More troubling is the suggestion by some (all?) singularitarians that the outcome they seek is not only possible but desirable. Given the substantial amount of uncertainty—which they themselves admit—surrounding the nature and impacts of such an occurrence, it seems imprudent to stamp the Singularity as unquestionably “a good thing.” Worse yet, some who proudly say they’re working to bring about the Singularity have the temerity to proclaim that they alone hold the keys to making it a “friendly” event. Besides sounding childishly naive, such a claim also invokes the specter of technocracy: if only all the big issues of this world were left to the few really smart people to solve, everything would turn out fine. It’s implied, moreover, that meddling democrats and pesky government regulation will only slow things down and might even prevent the smart singularitarians from saving the day.
In view of all the damage done by a self-labeled “best and brightest” during the last few centuries, it’s surprising that this kind of doctrine still attracts adherents.
Those who promote the idea that a Technological Singularity is not only possible and desirable but that its advent can be hastened through our efforts must be aware of the obvious parallels between their own beliefs and those of Christian Millenarians. And in addition to courting ridicule, this “bring it on” position tempts an assumption that whatever problems we have today will be fixed soon enough, so why worry about them now? Poverty, disease, malnutrition, war, pollution, climate change—all these will be simple matters for the superintelligence that we (or, rather, they) are about to create.

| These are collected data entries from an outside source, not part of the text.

//! Flattens an `ExtractionResult` into the text block submitted for AI conversion.

use crate::content::{ExtractionResult, ListKind};
use serde::{Deserialize, Serialize};

const MAX_RENDERED_PARAGRAPHS: usize = 10;
const MAX_RENDERED_ROWS: usize = 3;

/// Below this many characters a whole page is not worth converting
pub const MIN_CONTENT_CHARS: usize = 50;

/// Section toggles. Every toggle defaults to on; only an explicit `false`
/// suppresses a section.
#[derive(Debug, Clone, Copy, PartialEq, Eq, Serialize, Deserialize)]
#[serde(rename_all = "camelCase", default)]
pub struct TextOptions {
    pub include_selection: bool,
    pub include_email: bool,
    pub include_document: bool,
    pub include_forms: bool,
    pub include_tables: bool,
}

impl Default for TextOptions {
    fn default() -> Self {
        Self {
            include_selection: true,
            include_email: true,
            include_document: true,
            include_forms: true,
            include_tables: true,
        }
    }
}

/// Render the extraction as newline-joined sections.
///
/// Order is fixed: selection, email, document, forms, tables, page info. The
/// page info section is always present.
pub fn to_text(extracted: &ExtractionResult, options: &TextOptions) -> String {
    let mut parts: Vec<String> = Vec::new();

    if !extracted.selection.is_empty() && options.include_selection {
        parts.push("=== SELECTED TEXT ===".into());
        parts.push(extracted.selection.clone());
        parts.push(String::new());
    }

    let email = &extracted.email;
    if email.has_email && options.include_email {
        parts.push("=== EMAIL ===".into());
        if let Some(subject) = &email.subject {
            parts.push(format!("Subject: {}", subject));
        }
        if let Some(from) = &email.from {
            parts.push(format!("From: {}", from));
        }
        if let Some(body) = &email.body {
            parts.push(format!("Body: {}", body));
        }
        parts.push(String::new());
    }

    if options.include_document {
        let doc = &extracted.document;

        if !doc.headings.is_empty() {
            parts.push("=== DOCUMENT STRUCTURE ===".into());
            for heading in &doc.headings {
                let prefix = "#".repeat(heading.level as usize);
                parts.push(format!("{} {}", prefix, heading.text));
            }
            parts.push(String::new());
        }

        if !doc.paragraphs.is_empty() {
            parts.push("=== CONTENT ===".into());
            parts.extend(doc.paragraphs.iter().take(MAX_RENDERED_PARAGRAPHS).cloned());
            parts.push(String::new());
        }

        if !doc.lists.is_empty() {
            parts.push("=== LISTS ===".into());
            for list in &doc.lists {
                for (i, item) in list.items.iter().enumerate() {
                    let bullet = match list.kind {
                        ListKind::Ol => format!("{}.", i + 1),
                        ListKind::Ul => "-".to_string(),
                    };
                    parts.push(format!("{} {}", bullet, item));
                }
            }
            parts.push(String::new());
        }
    }

    if !extracted.forms.is_empty() && options.include_forms {
        parts.push("=== FORMS ===".into());
        for form in &extracted.forms {
            parts.push(format!("Form: {}", form.name));
            for field in &form.fields {
                let required = if field.required { " (required)" } else { "" };
                let label = field.label.as_deref().unwrap_or(&field.name);
                parts.push(format!("  - {}: {}{}", label, field.field_type, required));
            }
        }
        parts.push(String::new());
    }

    if !extracted.tables.is_empty() && options.include_tables {
        parts.push("=== TABLES ===".into());
        for table in &extracted.tables {
            if !table.headers.is_empty() {
                parts.push(format!("Headers: {}", table.headers.join(" | ")));
            }
            if !table.sample_rows.is_empty() {
                parts.push(format!("Sample data ({} rows):", table.row_count));
                for row in table.sample_rows.iter().take(MAX_RENDERED_ROWS) {
                    parts.push(format!("  {}", row.join(" | ")));
                }
            }
        }
        parts.push(String::new());
    }

    parts.push("=== PAGE INFO ===".into());
    parts.push(format!("Title: {}", extracted.metadata.title));
    parts.push(format!("URL: {}", extracted.metadata.url));

    parts.join("\n")
}

#[cfg(test)]
mod tests {
    use super::*;
    use crate::content::{
        EmailContent, FieldDescriptor, FormDescriptor, Heading, ListBlock, PageMetadata,
        TableDescriptor,
    };

    fn sample() -> ExtractionResult {
        ExtractionResult {
            metadata: PageMetadata {
                url: "https://example.com/".into(),
                title: "Example".into(),
                description: None,
                timestamp: "2026-01-01T00:00:00.000Z".into(),
            },
            ..Default::default()
        }
    }

    #[test]
    fn page_info_is_always_emitted() {
        let text = to_text(&sample(), &TextOptions::default());
        assert_eq!(text, "=== PAGE INFO ===\nTitle: Example\nURL: https://example.com/");
    }

    #[test]
    fn rendering_is_idempotent() {
        let mut extracted = sample();
        extracted.selection = "picked".into();
        extracted.document.headings.push(Heading { level: 2, text: "Setup".into() });

        let options = TextOptions::default();
        assert_eq!(to_text(&extracted, &options), to_text(&extracted, &options));
    }

    #[test]
    fn missing_options_default_to_included() {
        let options: TextOptions = serde_json::from_str(r#"{"includeForms": false}"#).unwrap();
        assert!(options.include_email);
        assert!(options.include_selection);
        assert!(!options.include_forms);

        let empty: TextOptions = serde_json::from_str("{}").unwrap();
        assert_eq!(empty, TextOptions::default());
    }

    #[test]
    fn email_toggle_suppresses_section() {
        let mut extracted = sample();
        extracted.email = EmailContent {
            subject: Some("Hello".into()),
            from: None,
            body: Some("Body text".into()),
            has_email: true,
        };

        let shown = to_text(&extracted, &TextOptions::default());
        assert!(shown.contains("=== EMAIL ===\nSubject: Hello\nBody: Body text\n"));
        assert!(!shown.contains("From:"));

        let options = TextOptions {
            include_email: false,
            ..Default::default()
        };
        assert!(!to_text(&extracted, &options).contains("=== EMAIL ==="));
    }

    #[test]
    fn empty_forms_omit_section() {
        let text = to_text(&sample(), &TextOptions::default());
        assert!(!text.contains("=== FORMS ==="));
    }

    #[test]
    fn forms_render_label_type_and_required() {
        let mut extracted = sample();
        extracted.forms.push(FormDescriptor {
            form_index: 0,
            name: "signup".into(),
            action: "none".into(),
            method: "get".into(),
            fields: vec![
                FieldDescriptor {
                    name: "email".into(),
                    field_type: "email".into(),
                    label: Some("Email address".into()),
                    required: true,
                    placeholder: None,
                    options: None,
                },
                FieldDescriptor {
                    name: "notes".into(),
                    field_type: "textarea".into(),
                    label: None,
                    required: false,
                    placeholder: None,
                    options: None,
                },
            ],
        });

        let text = to_text(&extracted, &TextOptions::default());
        assert!(text.contains(
            "=== FORMS ===\nForm: signup\n  - Email address: email (required)\n  - notes: textarea\n"
        ));
    }

    #[test]
    fn tables_render_headers_and_three_rows() {
        let mut extracted = sample();
        extracted.tables.push(TableDescriptor {
            table_index: 0,
            headers: vec!["Name".into(), "Age".into()],
            row_count: 5,
            sample_rows: vec![
                vec!["Alice".into(), "30".into()],
                vec!["Bob".into(), "41".into()],
                vec!["Cy".into(), "22".into()],
                vec!["Dee".into(), "19".into()],
            ],
            caption: None,
        });

        let text = to_text(&extracted, &TextOptions::default());
        assert!(text.contains("Headers: Name | Age"));
        assert!(text.contains("Sample data (5 rows):"));
        assert!(text.lines().any(|line| line.contains("Alice | 30")));
        assert!(text.contains("  Cy | 22"));
        assert!(!text.contains("Dee"));
    }

    #[test]
    fn document_sections_and_paragraph_cap() {
        let mut extracted = sample();
        extracted.document.headings = vec![
            Heading { level: 1, text: "Guide".into() },
            Heading { level: 3, text: "Details".into() },
        ];
        extracted.document.paragraphs = (0..20).map(|i| format!("paragraph {}", i)).collect();
        extracted.document.lists = vec![
            ListBlock { kind: ListKind::Ol, items: vec!["first".into(), "second".into()] },
            ListBlock { kind: ListKind::Ul, items: vec!["loose".into()] },
        ];

        let text = to_text(&extracted, &TextOptions::default());
        assert!(text.contains("=== DOCUMENT STRUCTURE ===\n# Guide\n### Details\n"));
        assert!(text.contains("paragraph 9\n"));
        assert!(!text.contains("paragraph 10"));
        assert!(text.contains("=== LISTS ===\n1. first\n2. second\n- loose\n"));

        let options = TextOptions {
            include_document: false,
            ..Default::default()
        };
        assert!(!to_text(&extracted, &options).contains("=== CONTENT ==="));
    }

    #[test]
    fn section_order_is_fixed() {
        let mut extracted = sample();
        extracted.selection = "picked".into();
        extracted.email.has_email = true;
        extracted.email.subject = Some("S".into());
        extracted.document.paragraphs = vec!["a paragraph".into()];
        extracted.tables.push(TableDescriptor {
            table_index: 0,
            headers: vec!["H".into()],
            row_count: 0,
            sample_rows: vec![],
            caption: None,
        });

        let text = to_text(&extracted, &TextOptions::default());
        let positions: Vec<usize> = [
            "=== SELECTED TEXT ===",
            "=== EMAIL ===",
            "=== CONTENT ===",
            "=== TABLES ===",
            "=== PAGE INFO ===",
        ]
        .iter()
        .map(|marker| text.find(marker).unwrap())
        .collect();
        assert!(positions.windows(2).all(|w| w[0] < w[1]));
    }
}
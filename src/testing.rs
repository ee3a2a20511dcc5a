//! In-process fake of the workflow backend for client and router tests.

use crate::client::WorkflowClient;
use crate::config::Config;
use crate::storage::{StorageKey, Store};
use axum::body::Bytes;
use axum::extract::State;
use axum::http::{HeaderMap, Method, StatusCode, Uri};
use axum::Json;
use serde_json::{json, Value};
use std::collections::HashMap;
use std::net::SocketAddr;
use std::sync::{Arc, Mutex};
use std::time::Duration;

const API_PREFIX: &str = "/api/v1";

#[derive(Debug, Clone)]
pub struct RecordedRequest {
    pub method: String,
    pub path: String,
    pub query: Option<String>,
    pub authorization: Option<String>,
    pub body: Value,
}

#[derive(Clone, Default)]
struct Shared {
    responses: Arc<Mutex<HashMap<String, (StatusCode, Value)>>>,
    requests: Arc<Mutex<Vec<RecordedRequest>>>,
    delay: Arc<Mutex<Option<Duration>>>,
}

pub struct FakeBackend {
    addr: SocketAddr,
    shared: Shared,
}

impl FakeBackend {
    pub async fn start() -> Self {
        let shared = Shared::default();
        let app = axum::Router::new()
            .fallback(handle)
            .with_state(shared.clone());

        let listener = tokio::net::TcpListener::bind("127.0.0.1:0").await.unwrap();
        let addr = listener.local_addr().unwrap();
        tokio::spawn(async move {
            axum::serve(listener, app).await.unwrap();
        });

        Self { addr, shared }
    }

    pub fn base_url(&self) -> String {
        format!("http://{}{}", self.addr, API_PREFIX)
    }

    /// Canned response for a path relative to the API prefix
    pub fn respond(&self, path: &str, status: StatusCode, body: Value) {
        self.shared
            .responses
            .lock()
            .unwrap()
            .insert(path.to_string(), (status, body));
    }

    /// Hold every response for `delay` before answering
    pub fn delay(&self, delay: Duration) {
        *self.shared.delay.lock().unwrap() = Some(delay);
    }

    pub fn hits(&self) -> usize {
        self.shared.requests.lock().unwrap().len()
    }

    pub fn last_request(&self) -> Option<RecordedRequest> {
        self.shared.requests.lock().unwrap().last().cloned()
    }
}

async fn handle(
    State(shared): State<Shared>,
    method: Method,
    uri: Uri,
    headers: HeaderMap,
    body: Bytes,
) -> (StatusCode, Json<Value>) {
    let path = uri
        .path()
        .strip_prefix(API_PREFIX)
        .unwrap_or(uri.path())
        .to_string();

    shared.requests.lock().unwrap().push(RecordedRequest {
        method: method.to_string(),
        path: path.clone(),
        query: uri.query().map(str::to_string),
        authorization: headers
            .get("authorization")
            .and_then(|v| v.to_str().ok())
            .map(str::to_string),
        body: serde_json::from_slice(&body).unwrap_or(Value::Null),
    });

    let delay = *shared.delay.lock().unwrap();
    if let Some(delay) = delay {
        tokio::time::sleep(delay).await;
    }

    let canned = shared.responses.lock().unwrap().get(&path).cloned();
    match canned {
        Some((status, body)) => (status, Json(body)),
        None => (StatusCode::NOT_FOUND, Json(json!({"detail": "Not Found"}))),
    }
}

/// A client pointed at `backend`, optionally already logged in
pub fn client_for(backend: &FakeBackend, token: Option<&str>) -> WorkflowClient {
    let store = Store::temporary().unwrap();
    if let Some(token) = token {
        store.set(StorageKey::Jwt, &token).unwrap();
    }
    let mut config = Config::default();
    config.api.base_url = backend.base_url();
    WorkflowClient::new(&config, store).unwrap()
}
//! Extraction result types - the structured snapshot of a page.
//!
//! Every leaf is optional or possibly empty: a page that matches nothing still
//! produces a complete `ExtractionResult`.

use serde::{Deserialize, Serialize};

/// Everything captured from a page in one pass.
#[derive(Debug, Clone, Default, PartialEq, Serialize, Deserialize)]
#[serde(rename_all = "camelCase")]
pub struct ExtractionResult {
    /// The user's text selection, trimmed; empty when nothing is selected
    pub selection: String,
    pub email: EmailContent,
    pub forms: Vec<FormDescriptor>,
    pub tables: Vec<TableDescriptor>,
    pub document: DocumentContent,
    pub actions: Vec<ActionDescriptor>,
    pub links: Vec<LinkDescriptor>,
    pub metadata: PageMetadata,
    pub has_content: HasContent,
}

/// Best-effort match against known webmail layouts.
#[derive(Debug, Clone, Default, PartialEq, Serialize, Deserialize)]
#[serde(rename_all = "camelCase")]
pub struct EmailContent {
    pub subject: Option<String>,
    pub from: Option<String>,
    pub body: Option<String>,
    /// True iff any subject candidate matched
    pub has_email: bool,
}

#[derive(Debug, Clone, PartialEq, Serialize, Deserialize)]
#[serde(rename_all = "camelCase")]
pub struct FormDescriptor {
    pub form_index: usize,
    /// `name`, then `id`, then `form-<index>`
    pub name: String,
    pub action: String,
    pub method: String,
    pub fields: Vec<FieldDescriptor>,
}

#[derive(Debug, Clone, PartialEq, Serialize, Deserialize)]
#[serde(rename_all = "camelCase")]
pub struct FieldDescriptor {
    pub name: String,
    #[serde(rename = "type")]
    pub field_type: String,
    pub label: Option<String>,
    pub required: bool,
    pub placeholder: Option<String>,
    /// Option texts, only for `select` fields
    pub options: Option<Vec<String>>,
}

#[derive(Debug, Clone, PartialEq, Serialize, Deserialize)]
#[serde(rename_all = "camelCase")]
pub struct TableDescriptor {
    pub table_index: usize,
    pub headers: Vec<String>,
    /// Total number of body rows, not just the sampled ones
    pub row_count: usize,
    pub sample_rows: Vec<Vec<String>>,
    pub caption: Option<String>,
}

#[derive(Debug, Clone, Default, PartialEq, Serialize, Deserialize)]
#[serde(rename_all = "camelCase")]
pub struct DocumentContent {
    pub headings: Vec<Heading>,
    pub paragraphs: Vec<String>,
    pub lists: Vec<ListBlock>,
    pub code_blocks: Vec<String>,
}

impl DocumentContent {
    pub fn is_empty(&self) -> bool {
        self.headings.is_empty() && self.paragraphs.is_empty()
    }
}

#[derive(Debug, Clone, PartialEq, Serialize, Deserialize)]
pub struct Heading {
    /// 1 through 6
    pub level: u8,
    pub text: String,
}

#[derive(Debug, Clone, Copy, PartialEq, Eq, Serialize, Deserialize)]
#[serde(rename_all = "lowercase")]
pub enum ListKind {
    Ul,
    Ol,
}

#[derive(Debug, Clone, PartialEq, Serialize, Deserialize)]
pub struct ListBlock {
    #[serde(rename = "type")]
    pub kind: ListKind,
    pub items: Vec<String>,
}

#[derive(Debug, Clone, PartialEq, Serialize, Deserialize)]
pub struct ActionDescriptor {
    pub text: String,
    #[serde(rename = "type")]
    pub action_type: String,
}

#[derive(Debug, Clone, PartialEq, Serialize, Deserialize)]
pub struct LinkDescriptor {
    pub text: String,
    pub url: String,
}

#[derive(Debug, Clone, Default, PartialEq, Serialize, Deserialize)]
pub struct PageMetadata {
    pub url: String,
    pub title: String,
    pub description: Option<String>,
    /// ISO-8601 capture time
    pub timestamp: String,
}

/// Summary of which sections produced anything.
#[derive(Debug, Clone, Copy, Default, PartialEq, Eq, Serialize, Deserialize)]
pub struct HasContent {
    pub selection: bool,
    pub email: bool,
    pub forms: bool,
    pub tables: bool,
    pub document: bool,
}

impl HasContent {
    /// Human labels for the captured sections, in display order.
    pub fn labels(&self) -> Vec<&'static str> {
        let mut labels = Vec::new();
        if self.email {
            labels.push("Email");
        }
        if self.forms {
            labels.push("Forms");
        }
        if self.tables {
            labels.push("Tables");
        }
        if self.document {
            labels.push("Document");
        }
        labels
    }

    pub fn any(&self) -> bool {
        self.selection || self.email || self.forms || self.tables || self.document
    }
}

#[cfg(test)]
mod tests {
    use super::*;

    #[test]
    fn serializes_with_message_field_names() {
        let result = ExtractionResult::default();
        let value = serde_json::to_value(&result).unwrap();

        for key in [
            "selection",
            "email",
            "forms",
            "tables",
            "document",
            "actions",
            "links",
            "metadata",
            "hasContent",
        ] {
            assert!(value.get(key).is_some(), "missing key {key}");
        }
        assert_eq!(value["email"]["hasEmail"], false);
        assert!(value["document"]["codeBlocks"].is_array());
    }

    #[test]
    fn labels_follow_display_order() {
        let has = HasContent {
            selection: true,
            email: true,
            forms: false,
            tables: true,
            document: true,
        };
        assert_eq!(has.labels(), vec!["Email", "Tables", "Document"]);
        assert!(has.any());
        assert!(!HasContent::default().any());
    }
}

Finally, the proposal that a Singularity can be managed for “friendliness” seems hopelessly hubristic. Prometheus did indeed steal fire from the gods and we have used it in countless beneficial ways for humanity, but we have also wielded its power to kill millions of people down through the centuries and continuing today. Nearly every significant technological advance has been dual-use, providing both opportunities and threats. We have not yet learned how to tame ourselves and our impulses well enough to prevent horrible things from happening with the aid of technology, so why should we assume that we will do so in the near future?
Getting Back in Key
Having said all that, it’s important for me to state that: 1) I do think it’s reasonable to expect some sort of intelligence-driven discontinuity, probably before the end of this century; 2) we are well-advised to learn as much as we can about this possibility; and 3) we should seek whatever ways there might be to influence events toward a mostly positive outcome. I differ from the singularitarians in my skepticism about our chances of keeping complete control over what will happen, and I certainly try to separate myself from those who offer a blithe assurance that since future technologies will easily solve our big problems, we can comfortably ignore them today.
If, however, futurists are able to restrain themselves from unbridled techno-optimism (as well as from cynical techno-pessimism), if they can maintain a healthy skepticism toward unsubstantiated claims, if they can promote and demonstrate reliance on scientific rationality, if they will assiduously resist the siren call of technocracy, if they understand and emphasize the differences between their own work and the fantasies of religious rapturists, if they strive for humility and an honest recognition of their own human limitations, and most of all, if they will recognize that nothing is certain and that working to relieve suffering today is every bit as important as chasing the promises of future technological potential, then discussion of a Singularity and its pros and cons is a worthwhile effort.